Christine de Suède, vers 1632

Christine de Suède, vers 1632

Source de l'image : Wikipedia


    Certes Christine est bien une fille, celle du «plus grand conquérant de l’histoire suédoise, le roi Gustave II Adolphe, […] mais on annonce au roi que c’est un fils. Christine explique elle-même l’affaire : “Je naquis coiffée de la tête jusqu’aux genoux, n’ayant que le visage, les bras et les jambes libres. J’étais toute velue. J’avais la voix grave et forte. Tout cela fit croire aux femmes qui me recevaient que j’étais un garçon. Elles remplirent tout le palais d’une fausse joie, qui abusa le roi lui-même pour ces quelques moments”.» [19]
   
Faute d’héritier mâle, elle sera élevée comme un garçon [20] : «Son père, […] la traite comme un fils l’emmenant souvent dans les camps auprès de ses soldats, lui apprenant très tôt le maniement des armes comme on l’avait fait pour lui-même.» [21]
    «Élevée à la dure[…], elle affecte une apparence négligée et s'astreint à gommer toute féminité dans la façon de s'habiller et dans son comportement» (Wikipédia), et devint «roi de Suède», en 1632, à la mort de son père (tué sur un champ de bataille), alors qu’elle n’a pas encore 6 ans (elle ne règnera par elle-même qu’à partir de 1644).
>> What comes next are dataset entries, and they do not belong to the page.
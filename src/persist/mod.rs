pub(crate) mod debounce;
pub(crate) mod store;
use super::*;

const Y: Color = Color::rgb(250, 204, 21);

fn unit_text(unit: &[(char, Color)]) -> String {
    unit.iter().map(|(c, _)| *c).collect()
}

#[test]
fn words_keep_trailing_whitespace() {
    let units = words(&[("hello big  world", Color::WHITE)]);
    let texts: Vec<String> = units.iter().map(|u| unit_text(u)).collect();
    assert_eq!(texts, vec!["hello ", "big  ", "world"]);
}

#[test]
fn a_word_may_span_colored_runs() {
    let units = words(&[("pre", Color::WHITE), ("fix rest", Y)]);
    assert_eq!(units.len(), 2);
    assert_eq!(unit_text(&units[0]), "prefix ");
    assert_eq!(units[0][0].1, Color::WHITE);
    assert_eq!(units[0][3].1, Y);
    assert_eq!(unit_text(&units[1]), "rest");
}

#[test]
fn newline_becomes_an_empty_break_unit() {
    let units = words(&[("one\ntwo", Color::WHITE)]);
    let texts: Vec<String> = units.iter().map(|u| unit_text(u)).collect();
    assert_eq!(texts, vec!["one", "", "two"]);
}

#[test]
fn empty_runs_produce_nothing() {
    assert!(words(&[]).is_empty());
    assert!(words(&[("", Color::WHITE)]).is_empty());
}
use crate::{assets::image_ref::AssetKind, foundation::core::Point};

/// Movement (per axis, device-independent pixels) a pointer may jitter before a press
/// becomes a drag. Compared with `>`, so a move of exactly this much is still a tap.
pub const DEFAULT_DRAG_THRESHOLD_PX: f64 = 5.0;

/// Region of the preview that owns pointer-move interpretation.
#[derive(Clone, Copy, Debug, PartialEq, Eq, Hash, serde::Serialize, serde::Deserialize)]
#[serde(rename_all = "lowercase")]
pub enum DragTarget {
    /// Full-bleed background photo (bottom layer).
    Background,
    /// Headline block.
    Headline,
    /// Circular inset, layered over everything else.
    Circle,
}

impl DragTarget {
    fn z_order(self) -> u8 {
        match self {
            Self::Background => 0,
            Self::Headline => 1,
            Self::Circle => 2,
        }
    }

    /// The top-most of the regions under the pointer.
    ///
    /// Equivalent to stopping event propagation at the innermost handler: a press on the inset
    /// never also tags the background underneath.
    pub fn innermost(regions: impl IntoIterator<Item = DragTarget>) -> Option<DragTarget> {
        regions.into_iter().max_by_key(|t| t.z_order())
    }

    /// Image slot replaced by a tap on this region; `None` for the headline.
    pub fn asset_kind(self) -> Option<AssetKind> {
        match self {
            Self::Background => Some(AssetKind::Background),
            Self::Circle => Some(AssetKind::Circle),
            Self::Headline => None,
        }
    }
}

/// Platform pointer identifier (mouse, pen or one touch contact).
#[derive(Clone, Copy, Debug, Default, PartialEq, Eq, Hash, serde::Serialize, serde::Deserialize)]
pub struct PointerId(pub i32);

/// A press/release pair that stayed within the drag threshold.
#[derive(Clone, Copy, Debug, PartialEq, Eq)]
pub struct Tap {
    /// Region that was pressed.
    pub target: DragTarget,
}

/// What a pointer-move means for the active gesture.
#[derive(Clone, Copy, Debug, PartialEq)]
pub enum GestureStep {
    /// No gesture owns this pointer.
    Ignored,
    /// Still within the threshold; could become a tap or a drag.
    Pending,
    /// Drag in progress: route `point` to the mapper for `target`.
    Drag {
        /// Region being dragged.
        target: DragTarget,
        /// Current pointer position.
        point: Point,
    },
}

#[derive(Clone, Copy, Debug)]
struct ActiveGesture {
    target: DragTarget,
    pointer: PointerId,
    start: Point,
    dragged: bool,
}

/// Tap-vs-drag state machine over a single pointer stream.
///
/// At most one target is active. A press captures its pointer: moves and releases from other
/// pointers are ignored until the captured one is released or its capture is lost.
#[derive(Clone, Debug)]
pub struct GestureClassifier {
    threshold: f64,
    active: Option<ActiveGesture>,
}

impl Default for GestureClassifier {
    fn default() -> Self {
        Self::new(DEFAULT_DRAG_THRESHOLD_PX)
    }
}

impl GestureClassifier {
    /// Classifier with a custom drag threshold (negative values behave like 0).
    pub fn new(threshold: f64) -> Self {
        Self {
            threshold: threshold.max(0.0),
            active: None,
        }
    }

    /// Drag threshold in use.
    pub fn threshold(&self) -> f64 {
        self.threshold
    }

    /// Region currently owning the pointer, if any.
    pub fn active_target(&self) -> Option<DragTarget> {
        self.active.map(|g| g.target)
    }

    /// True once the active gesture has crossed the threshold.
    pub fn is_dragging(&self) -> bool {
        self.active.is_some_and(|g| g.dragged)
    }

    /// Start a gesture on `target`. Returns `false` (and changes nothing) while another
    /// gesture holds the capture.
    pub fn pointer_down(&mut self, target: DragTarget, pointer: PointerId, point: Point) -> bool {
        if self.active.is_some() {
            return false;
        }
        self.active = Some(ActiveGesture {
            target,
            pointer,
            start: point,
            dragged: false,
        });
        true
    }

    /// Feed a move. Once a drag starts it never reverts to pending, even if the pointer comes
    /// back near the start point.
    pub fn pointer_move(&mut self, pointer: PointerId, point: Point) -> GestureStep {
        let threshold = self.threshold;
        let Some(g) = self.active.as_mut().filter(|g| g.pointer == pointer) else {
            return GestureStep::Ignored;
        };
        if !g.dragged {
            let dx = (point.x - g.start.x).abs();
            let dy = (point.y - g.start.y).abs();
            if dx > threshold || dy > threshold {
                g.dragged = true;
            }
        }
        if g.dragged {
            GestureStep::Drag {
                target: g.target,
                point,
            }
        } else {
            GestureStep::Pending
        }
    }

    /// Finish the gesture. Emits a [`Tap`] only if no move ever crossed the threshold.
    pub fn pointer_up(&mut self, pointer: PointerId) -> Option<Tap> {
        let g = self.active.filter(|g| g.pointer == pointer)?;
        self.active = None;
        (!g.dragged).then_some(Tap { target: g.target })
    }

    /// The platform revoked capture without a release: drop the gesture, no tap.
    pub fn capture_lost(&mut self, pointer: PointerId) {
        if self.active.is_some_and(|g| g.pointer == pointer) {
            self.active = None;
        }
    }

    /// Drop any gesture regardless of pointer (e.g. the preview was torn down).
    pub fn reset(&mut self) {
        self.active = None;
    }
}

#[cfg(test)]
#[path = "../../tests/unit/interaction/gesture.rs"]
mod tests;
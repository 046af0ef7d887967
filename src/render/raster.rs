use std::io::Cursor;
use std::path::Path;

use anyhow::Context as _;

use crate::{
    document::{color::Color, model::LayoutDocument},
    foundation::error::{BrandpostError, BrandpostResult},
};

/// A captured post as straight (non-premultiplied) RGBA8 pixels.
#[derive(Clone, Debug, PartialEq, Eq)]
pub struct RasterImage {
    /// Width in pixels.
    pub width: u32,
    /// Height in pixels.
    pub height: u32,
    /// RGBA8 bytes, tightly packed, row-major.
    pub data: Vec<u8>,
}

impl RasterImage {
    /// Wrap an `image` buffer.
    pub fn from_rgba(img: image::RgbaImage) -> Self {
        let (width, height) = img.dimensions();
        Self {
            width,
            height,
            data: img.into_raw(),
        }
    }

    /// Pixel at `(x, y)`, if in bounds.
    pub fn pixel(&self, x: u32, y: u32) -> Option<[u8; 4]> {
        if x >= self.width || y >= self.height {
            return None;
        }
        let i = (y as usize * self.width as usize + x as usize) * 4;
        self.data
            .get(i..i + 4)
            .map(|px| [px[0], px[1], px[2], px[3]])
    }

    /// Encode as PNG.
    pub fn encode_png(&self) -> BrandpostResult<Vec<u8>> {
        let img = image::RgbaImage::from_raw(self.width, self.height, self.data.clone())
            .ok_or_else(|| BrandpostError::export("raster buffer does not match its dimensions"))?;
        let mut buf = Vec::new();
        image::DynamicImage::ImageRgba8(img)
            .write_to(&mut Cursor::new(&mut buf), image::ImageFormat::Png)
            .map_err(|e| BrandpostError::export(format!("encode png: {e}")))?;
        Ok(buf)
    }

    /// Write a PNG file, creating parent directories as needed.
    pub fn save_png(&self, path: impl AsRef<Path>) -> BrandpostResult<()> {
        let path = path.as_ref();
        if let Some(parent) = path.parent().filter(|p| !p.as_os_str().is_empty()) {
            std::fs::create_dir_all(parent)
                .with_context(|| format!("create output dir '{}'", parent.display()))?;
        }
        let png = self.encode_png()?;
        std::fs::write(path, png).with_context(|| format!("write png '{}'", path.display()))?;
        Ok(())
    }
}

/// Capture settings.
#[derive(Clone, Copy, Debug, PartialEq)]
pub struct CaptureOpts {
    /// Output pixels per preview pixel.
    pub scale: u32,
    /// Color behind every layer.
    pub background: Color,
}

impl Default for CaptureOpts {
    fn default() -> Self {
        Self {
            scale: 3,
            background: Color::BLACK,
        }
    }
}

/// Turns the visual state of a document into pixels.
///
/// Implementations must be callable from any thread; the exporter makes sure only one capture
/// runs at a time.
pub trait Rasterizer: Send + Sync {
    /// Block until every font the capture needs is loaded.
    fn fonts_ready(&self) -> BrandpostResult<()> {
        Ok(())
    }

    /// Render `doc` at `opts.scale` times its preview size.
    fn capture(&self, doc: &LayoutDocument, opts: &CaptureOpts) -> BrandpostResult<RasterImage>;
}

#[cfg(test)]
#[path = "../../tests/unit/render/raster.rs"]
mod tests;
    En 1652, alors âgée de 26 ans, elle joue au volant avec le célèbre savant Samuel Bochart, un puits d’érudition, qu’elle avait attiré à Stockholm, à la Cour de Hollande.
    Johan Arckenholtz (pamphlétaire et historien suédois), note, dans un ajout figurant en bas de page de ses Mémoires pour servir à l’histoire de Christine Reine de Suède (1751), que «C’était une belle chose à voir, que de voir Mr. Bochart jouer au volant avec la Reine de Suède ! La Reine l’aïant pressé un jour d’y jouer avec elle, il mit manteau bas et joua. Ses amis lui en firent la guerre, & lui dirent, qu’absolument il devait refuser de le faire [22]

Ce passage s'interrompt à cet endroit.